Requirement
Only the lines that contain the string "SocketAddr" belong in the answer; pull them from the records.

═══ Data in this exercise

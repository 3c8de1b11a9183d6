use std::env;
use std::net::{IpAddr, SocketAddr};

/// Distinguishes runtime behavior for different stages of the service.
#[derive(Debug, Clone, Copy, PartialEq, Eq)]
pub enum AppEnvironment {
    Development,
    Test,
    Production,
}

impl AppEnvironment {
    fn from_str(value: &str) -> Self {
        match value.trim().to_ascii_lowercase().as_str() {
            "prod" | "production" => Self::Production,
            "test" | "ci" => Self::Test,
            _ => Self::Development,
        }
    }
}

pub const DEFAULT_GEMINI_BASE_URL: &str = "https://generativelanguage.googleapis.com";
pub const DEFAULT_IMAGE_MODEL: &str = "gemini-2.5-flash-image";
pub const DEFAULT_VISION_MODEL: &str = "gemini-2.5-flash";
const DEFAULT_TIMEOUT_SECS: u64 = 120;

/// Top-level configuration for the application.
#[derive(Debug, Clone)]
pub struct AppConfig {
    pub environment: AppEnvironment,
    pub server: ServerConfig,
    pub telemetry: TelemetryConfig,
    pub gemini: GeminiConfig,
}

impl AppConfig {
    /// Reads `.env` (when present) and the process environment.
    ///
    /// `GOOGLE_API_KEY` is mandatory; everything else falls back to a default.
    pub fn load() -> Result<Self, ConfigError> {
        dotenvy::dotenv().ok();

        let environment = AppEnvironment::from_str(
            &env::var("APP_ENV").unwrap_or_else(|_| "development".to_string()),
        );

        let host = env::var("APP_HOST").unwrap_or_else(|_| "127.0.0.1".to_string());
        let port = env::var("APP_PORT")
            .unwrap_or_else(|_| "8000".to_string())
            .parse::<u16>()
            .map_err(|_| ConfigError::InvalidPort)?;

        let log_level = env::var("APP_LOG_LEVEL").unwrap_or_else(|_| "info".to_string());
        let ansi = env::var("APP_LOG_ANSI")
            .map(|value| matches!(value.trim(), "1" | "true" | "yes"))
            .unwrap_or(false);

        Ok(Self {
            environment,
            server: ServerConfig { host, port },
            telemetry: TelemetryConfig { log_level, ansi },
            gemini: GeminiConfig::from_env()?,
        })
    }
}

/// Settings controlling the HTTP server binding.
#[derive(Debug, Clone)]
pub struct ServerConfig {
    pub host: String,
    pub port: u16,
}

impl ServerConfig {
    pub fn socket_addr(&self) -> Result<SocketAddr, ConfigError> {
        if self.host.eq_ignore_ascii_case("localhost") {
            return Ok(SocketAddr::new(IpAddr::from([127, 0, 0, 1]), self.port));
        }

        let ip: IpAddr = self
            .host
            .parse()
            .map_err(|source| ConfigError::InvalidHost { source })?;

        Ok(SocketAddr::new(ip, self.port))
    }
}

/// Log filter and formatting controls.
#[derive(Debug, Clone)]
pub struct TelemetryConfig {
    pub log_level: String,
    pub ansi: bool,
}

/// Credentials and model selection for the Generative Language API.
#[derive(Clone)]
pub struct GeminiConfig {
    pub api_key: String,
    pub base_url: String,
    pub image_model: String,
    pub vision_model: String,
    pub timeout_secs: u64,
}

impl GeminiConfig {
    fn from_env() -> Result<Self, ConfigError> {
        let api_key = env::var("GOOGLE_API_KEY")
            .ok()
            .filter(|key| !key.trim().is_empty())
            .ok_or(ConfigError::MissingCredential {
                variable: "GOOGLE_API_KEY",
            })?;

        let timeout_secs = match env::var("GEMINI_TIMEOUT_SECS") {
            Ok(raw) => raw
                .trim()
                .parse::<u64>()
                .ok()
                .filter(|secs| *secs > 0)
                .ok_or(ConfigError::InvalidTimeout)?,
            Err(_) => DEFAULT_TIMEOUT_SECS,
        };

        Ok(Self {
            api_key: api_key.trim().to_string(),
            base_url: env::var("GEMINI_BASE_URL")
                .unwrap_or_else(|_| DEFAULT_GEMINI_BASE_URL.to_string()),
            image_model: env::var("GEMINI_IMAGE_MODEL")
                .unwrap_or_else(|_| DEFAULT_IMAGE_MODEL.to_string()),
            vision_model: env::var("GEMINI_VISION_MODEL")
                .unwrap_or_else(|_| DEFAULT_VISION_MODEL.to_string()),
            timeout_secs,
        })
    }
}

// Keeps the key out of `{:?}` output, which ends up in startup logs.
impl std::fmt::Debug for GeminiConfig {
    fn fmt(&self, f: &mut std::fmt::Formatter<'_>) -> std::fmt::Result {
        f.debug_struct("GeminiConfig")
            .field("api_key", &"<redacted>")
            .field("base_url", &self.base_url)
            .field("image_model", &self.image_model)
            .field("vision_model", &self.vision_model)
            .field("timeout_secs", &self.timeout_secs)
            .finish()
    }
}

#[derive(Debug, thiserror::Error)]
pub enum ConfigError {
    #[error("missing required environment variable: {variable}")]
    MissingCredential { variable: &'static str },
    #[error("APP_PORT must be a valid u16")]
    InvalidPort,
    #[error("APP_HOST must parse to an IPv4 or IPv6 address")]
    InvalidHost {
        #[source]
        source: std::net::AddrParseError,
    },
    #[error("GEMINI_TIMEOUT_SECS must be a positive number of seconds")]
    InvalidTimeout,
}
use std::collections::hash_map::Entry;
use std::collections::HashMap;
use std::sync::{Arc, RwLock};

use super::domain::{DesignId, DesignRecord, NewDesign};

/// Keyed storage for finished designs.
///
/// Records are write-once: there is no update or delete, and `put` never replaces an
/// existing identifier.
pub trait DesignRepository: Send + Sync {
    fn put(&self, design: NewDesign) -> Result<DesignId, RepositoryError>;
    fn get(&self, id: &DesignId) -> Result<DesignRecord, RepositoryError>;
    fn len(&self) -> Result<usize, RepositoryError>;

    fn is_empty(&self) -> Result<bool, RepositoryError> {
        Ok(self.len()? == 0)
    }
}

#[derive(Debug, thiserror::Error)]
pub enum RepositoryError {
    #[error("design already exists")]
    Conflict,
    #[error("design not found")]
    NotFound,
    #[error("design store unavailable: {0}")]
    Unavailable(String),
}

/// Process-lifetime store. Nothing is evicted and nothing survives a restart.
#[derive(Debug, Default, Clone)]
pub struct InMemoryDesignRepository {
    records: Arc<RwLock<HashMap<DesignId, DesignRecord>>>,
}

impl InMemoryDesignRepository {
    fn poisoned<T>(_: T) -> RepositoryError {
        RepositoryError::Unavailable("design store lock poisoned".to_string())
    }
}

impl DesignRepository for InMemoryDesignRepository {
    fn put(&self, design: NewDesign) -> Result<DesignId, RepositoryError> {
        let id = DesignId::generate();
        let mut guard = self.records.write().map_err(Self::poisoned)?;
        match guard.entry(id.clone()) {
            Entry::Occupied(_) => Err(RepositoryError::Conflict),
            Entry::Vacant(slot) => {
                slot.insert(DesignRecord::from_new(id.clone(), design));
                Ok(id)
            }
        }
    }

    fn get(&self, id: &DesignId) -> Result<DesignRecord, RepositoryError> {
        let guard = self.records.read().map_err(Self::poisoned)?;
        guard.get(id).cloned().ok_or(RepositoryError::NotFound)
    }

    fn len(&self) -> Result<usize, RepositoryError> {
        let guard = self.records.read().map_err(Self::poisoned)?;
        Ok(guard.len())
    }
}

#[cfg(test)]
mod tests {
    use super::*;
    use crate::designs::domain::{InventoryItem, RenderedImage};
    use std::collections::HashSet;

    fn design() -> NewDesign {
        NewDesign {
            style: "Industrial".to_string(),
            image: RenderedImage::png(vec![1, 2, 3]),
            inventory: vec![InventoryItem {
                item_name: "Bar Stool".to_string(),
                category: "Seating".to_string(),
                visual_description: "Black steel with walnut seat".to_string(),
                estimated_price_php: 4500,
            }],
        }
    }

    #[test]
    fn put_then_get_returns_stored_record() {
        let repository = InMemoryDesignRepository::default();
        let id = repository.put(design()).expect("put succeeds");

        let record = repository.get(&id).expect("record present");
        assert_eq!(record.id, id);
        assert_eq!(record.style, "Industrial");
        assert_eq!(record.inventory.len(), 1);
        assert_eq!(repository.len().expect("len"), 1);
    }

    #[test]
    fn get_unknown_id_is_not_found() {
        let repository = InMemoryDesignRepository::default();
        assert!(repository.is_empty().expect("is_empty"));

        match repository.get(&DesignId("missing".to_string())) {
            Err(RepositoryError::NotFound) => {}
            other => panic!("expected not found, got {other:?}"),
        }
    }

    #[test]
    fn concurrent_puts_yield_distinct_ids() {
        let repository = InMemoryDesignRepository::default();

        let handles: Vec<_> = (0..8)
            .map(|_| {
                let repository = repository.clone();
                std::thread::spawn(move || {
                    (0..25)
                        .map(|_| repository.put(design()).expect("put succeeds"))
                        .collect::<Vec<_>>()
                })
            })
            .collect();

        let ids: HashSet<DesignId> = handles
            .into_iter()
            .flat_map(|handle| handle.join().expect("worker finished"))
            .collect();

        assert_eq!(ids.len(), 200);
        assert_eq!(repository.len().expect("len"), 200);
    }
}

══════

Answer to this exercise
use std::net::{IpAddr, SocketAddr};
    pub fn socket_addr(&self) -> Result<SocketAddr, ConfigError> {
            return Ok(SocketAddr::new(IpAddr::from([127, 0, 0, 1]), self.port));
        Ok(SocketAddr::new(ip, self.port))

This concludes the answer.